### WORK INSTRUCTIONS
Go over the records and copy every line with the string "MessageStyle".

Saved entries
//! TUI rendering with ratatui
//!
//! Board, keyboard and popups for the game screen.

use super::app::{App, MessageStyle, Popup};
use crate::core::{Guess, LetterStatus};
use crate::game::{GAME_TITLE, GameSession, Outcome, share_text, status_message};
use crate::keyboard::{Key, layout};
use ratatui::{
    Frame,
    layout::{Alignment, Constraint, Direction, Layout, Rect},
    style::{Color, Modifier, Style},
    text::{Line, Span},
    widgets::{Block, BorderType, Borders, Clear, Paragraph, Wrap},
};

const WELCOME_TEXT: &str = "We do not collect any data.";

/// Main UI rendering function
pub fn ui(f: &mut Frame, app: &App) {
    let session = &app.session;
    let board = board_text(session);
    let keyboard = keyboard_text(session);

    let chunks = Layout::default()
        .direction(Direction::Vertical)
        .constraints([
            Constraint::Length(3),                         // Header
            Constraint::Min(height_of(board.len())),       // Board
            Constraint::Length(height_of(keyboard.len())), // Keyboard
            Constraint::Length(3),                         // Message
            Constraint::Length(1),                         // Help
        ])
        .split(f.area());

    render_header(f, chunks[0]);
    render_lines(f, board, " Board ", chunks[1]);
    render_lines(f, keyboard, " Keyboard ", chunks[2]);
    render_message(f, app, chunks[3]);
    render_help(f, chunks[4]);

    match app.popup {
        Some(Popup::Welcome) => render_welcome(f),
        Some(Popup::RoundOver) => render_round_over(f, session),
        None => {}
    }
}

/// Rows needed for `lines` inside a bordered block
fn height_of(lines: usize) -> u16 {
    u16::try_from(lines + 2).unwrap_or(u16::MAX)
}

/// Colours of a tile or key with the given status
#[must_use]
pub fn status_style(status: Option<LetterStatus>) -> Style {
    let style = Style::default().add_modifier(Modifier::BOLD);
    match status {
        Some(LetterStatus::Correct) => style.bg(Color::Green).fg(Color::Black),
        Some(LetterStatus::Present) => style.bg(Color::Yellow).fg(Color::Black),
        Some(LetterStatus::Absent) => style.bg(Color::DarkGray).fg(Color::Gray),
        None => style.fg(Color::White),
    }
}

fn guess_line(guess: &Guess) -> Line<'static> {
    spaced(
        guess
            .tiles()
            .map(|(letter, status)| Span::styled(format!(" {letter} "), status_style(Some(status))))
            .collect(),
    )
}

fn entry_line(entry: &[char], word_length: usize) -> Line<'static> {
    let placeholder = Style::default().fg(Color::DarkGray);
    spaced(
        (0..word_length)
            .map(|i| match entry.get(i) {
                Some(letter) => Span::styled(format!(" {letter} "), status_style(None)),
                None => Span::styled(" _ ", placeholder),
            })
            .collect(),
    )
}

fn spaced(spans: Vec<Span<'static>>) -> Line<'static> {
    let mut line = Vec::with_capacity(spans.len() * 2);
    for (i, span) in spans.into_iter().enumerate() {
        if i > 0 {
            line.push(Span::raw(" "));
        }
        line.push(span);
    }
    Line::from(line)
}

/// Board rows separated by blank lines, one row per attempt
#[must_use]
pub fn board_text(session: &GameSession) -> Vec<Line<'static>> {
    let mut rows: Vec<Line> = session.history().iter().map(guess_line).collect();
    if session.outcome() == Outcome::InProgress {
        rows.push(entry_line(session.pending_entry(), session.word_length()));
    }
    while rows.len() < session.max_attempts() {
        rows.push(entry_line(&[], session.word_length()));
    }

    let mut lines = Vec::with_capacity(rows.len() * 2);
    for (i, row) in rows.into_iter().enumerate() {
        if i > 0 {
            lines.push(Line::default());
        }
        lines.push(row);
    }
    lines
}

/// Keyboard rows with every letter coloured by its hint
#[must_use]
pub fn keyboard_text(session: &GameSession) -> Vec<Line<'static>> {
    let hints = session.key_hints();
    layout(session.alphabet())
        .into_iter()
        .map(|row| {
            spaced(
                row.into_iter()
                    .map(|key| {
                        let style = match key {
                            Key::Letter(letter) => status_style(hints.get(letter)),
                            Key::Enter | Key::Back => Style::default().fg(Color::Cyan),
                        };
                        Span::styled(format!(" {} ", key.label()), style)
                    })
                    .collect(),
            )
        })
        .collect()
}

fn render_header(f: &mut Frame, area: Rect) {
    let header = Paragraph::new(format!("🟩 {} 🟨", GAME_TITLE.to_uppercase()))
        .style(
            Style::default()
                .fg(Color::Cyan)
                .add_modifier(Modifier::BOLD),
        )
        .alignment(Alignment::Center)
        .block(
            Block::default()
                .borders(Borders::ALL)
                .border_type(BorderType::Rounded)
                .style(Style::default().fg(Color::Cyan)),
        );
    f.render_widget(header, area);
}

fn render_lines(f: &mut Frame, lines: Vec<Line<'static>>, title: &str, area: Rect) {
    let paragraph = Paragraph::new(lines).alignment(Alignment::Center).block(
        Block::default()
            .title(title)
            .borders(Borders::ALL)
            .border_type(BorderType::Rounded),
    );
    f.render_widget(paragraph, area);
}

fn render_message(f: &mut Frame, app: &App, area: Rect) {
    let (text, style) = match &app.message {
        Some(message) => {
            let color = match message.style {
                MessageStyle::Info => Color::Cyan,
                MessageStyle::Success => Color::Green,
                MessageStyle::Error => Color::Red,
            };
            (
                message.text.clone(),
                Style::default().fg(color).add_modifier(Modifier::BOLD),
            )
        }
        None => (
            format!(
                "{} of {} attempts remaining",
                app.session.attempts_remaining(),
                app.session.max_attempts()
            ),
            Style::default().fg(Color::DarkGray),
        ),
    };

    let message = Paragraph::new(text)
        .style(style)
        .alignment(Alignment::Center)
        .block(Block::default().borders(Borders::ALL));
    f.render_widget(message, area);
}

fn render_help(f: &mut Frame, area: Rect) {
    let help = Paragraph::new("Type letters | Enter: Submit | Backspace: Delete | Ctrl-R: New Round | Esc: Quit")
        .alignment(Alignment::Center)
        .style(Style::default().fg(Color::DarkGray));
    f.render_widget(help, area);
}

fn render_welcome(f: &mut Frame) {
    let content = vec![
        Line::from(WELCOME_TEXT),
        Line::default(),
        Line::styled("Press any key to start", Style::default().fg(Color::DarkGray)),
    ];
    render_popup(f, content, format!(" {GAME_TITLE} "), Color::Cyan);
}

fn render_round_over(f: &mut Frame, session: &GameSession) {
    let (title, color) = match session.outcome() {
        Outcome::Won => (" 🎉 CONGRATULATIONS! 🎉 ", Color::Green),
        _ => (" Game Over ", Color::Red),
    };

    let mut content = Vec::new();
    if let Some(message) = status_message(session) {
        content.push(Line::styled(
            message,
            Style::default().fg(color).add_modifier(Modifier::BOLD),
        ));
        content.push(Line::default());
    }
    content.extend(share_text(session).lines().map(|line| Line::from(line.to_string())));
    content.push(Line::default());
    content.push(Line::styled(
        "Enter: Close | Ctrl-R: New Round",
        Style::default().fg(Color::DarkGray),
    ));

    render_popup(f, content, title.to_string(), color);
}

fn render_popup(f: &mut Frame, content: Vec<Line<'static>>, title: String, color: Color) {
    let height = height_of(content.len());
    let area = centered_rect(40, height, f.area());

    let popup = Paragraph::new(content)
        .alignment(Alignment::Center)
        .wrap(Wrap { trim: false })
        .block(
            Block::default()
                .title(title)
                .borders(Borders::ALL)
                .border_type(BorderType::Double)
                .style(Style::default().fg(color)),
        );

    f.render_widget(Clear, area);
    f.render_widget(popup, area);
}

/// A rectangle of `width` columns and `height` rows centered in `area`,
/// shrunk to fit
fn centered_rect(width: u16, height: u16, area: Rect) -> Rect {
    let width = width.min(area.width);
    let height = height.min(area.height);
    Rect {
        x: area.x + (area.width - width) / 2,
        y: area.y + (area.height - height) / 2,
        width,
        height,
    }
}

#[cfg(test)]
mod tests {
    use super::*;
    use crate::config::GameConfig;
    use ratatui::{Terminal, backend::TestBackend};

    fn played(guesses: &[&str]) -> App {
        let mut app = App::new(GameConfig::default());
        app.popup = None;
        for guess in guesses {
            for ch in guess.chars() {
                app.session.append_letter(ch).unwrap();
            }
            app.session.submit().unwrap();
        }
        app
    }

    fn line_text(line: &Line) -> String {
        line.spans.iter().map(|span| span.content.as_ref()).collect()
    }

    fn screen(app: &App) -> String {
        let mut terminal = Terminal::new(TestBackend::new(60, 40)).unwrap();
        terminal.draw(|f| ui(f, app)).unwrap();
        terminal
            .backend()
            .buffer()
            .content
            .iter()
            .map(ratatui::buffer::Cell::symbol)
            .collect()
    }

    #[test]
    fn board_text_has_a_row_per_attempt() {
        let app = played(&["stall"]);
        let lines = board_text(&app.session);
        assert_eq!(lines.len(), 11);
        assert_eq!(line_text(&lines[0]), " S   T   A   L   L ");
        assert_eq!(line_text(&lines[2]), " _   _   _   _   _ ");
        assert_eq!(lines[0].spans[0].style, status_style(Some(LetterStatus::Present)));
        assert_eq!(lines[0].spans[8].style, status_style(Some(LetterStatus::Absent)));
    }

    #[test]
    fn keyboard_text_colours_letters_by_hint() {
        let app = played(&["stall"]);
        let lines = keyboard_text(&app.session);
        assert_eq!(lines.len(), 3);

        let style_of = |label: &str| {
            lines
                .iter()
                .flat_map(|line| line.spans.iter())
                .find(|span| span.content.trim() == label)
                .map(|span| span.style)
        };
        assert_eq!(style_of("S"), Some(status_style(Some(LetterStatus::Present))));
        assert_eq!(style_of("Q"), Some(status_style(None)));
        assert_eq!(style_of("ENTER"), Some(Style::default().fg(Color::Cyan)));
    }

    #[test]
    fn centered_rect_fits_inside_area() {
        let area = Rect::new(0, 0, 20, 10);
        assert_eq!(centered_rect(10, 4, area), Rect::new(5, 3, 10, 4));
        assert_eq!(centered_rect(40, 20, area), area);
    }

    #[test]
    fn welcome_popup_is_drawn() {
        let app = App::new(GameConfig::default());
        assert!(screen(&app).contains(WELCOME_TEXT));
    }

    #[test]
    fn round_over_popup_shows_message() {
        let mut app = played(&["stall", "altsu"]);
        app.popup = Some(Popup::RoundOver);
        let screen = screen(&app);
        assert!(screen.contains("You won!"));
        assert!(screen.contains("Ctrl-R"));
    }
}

### SOLUTION
use super::app::{App, MessageStyle, Popup};
                MessageStyle::Info => Color::Cyan,
                MessageStyle::Success => Color::Green,
                MessageStyle::Error => Color::Red,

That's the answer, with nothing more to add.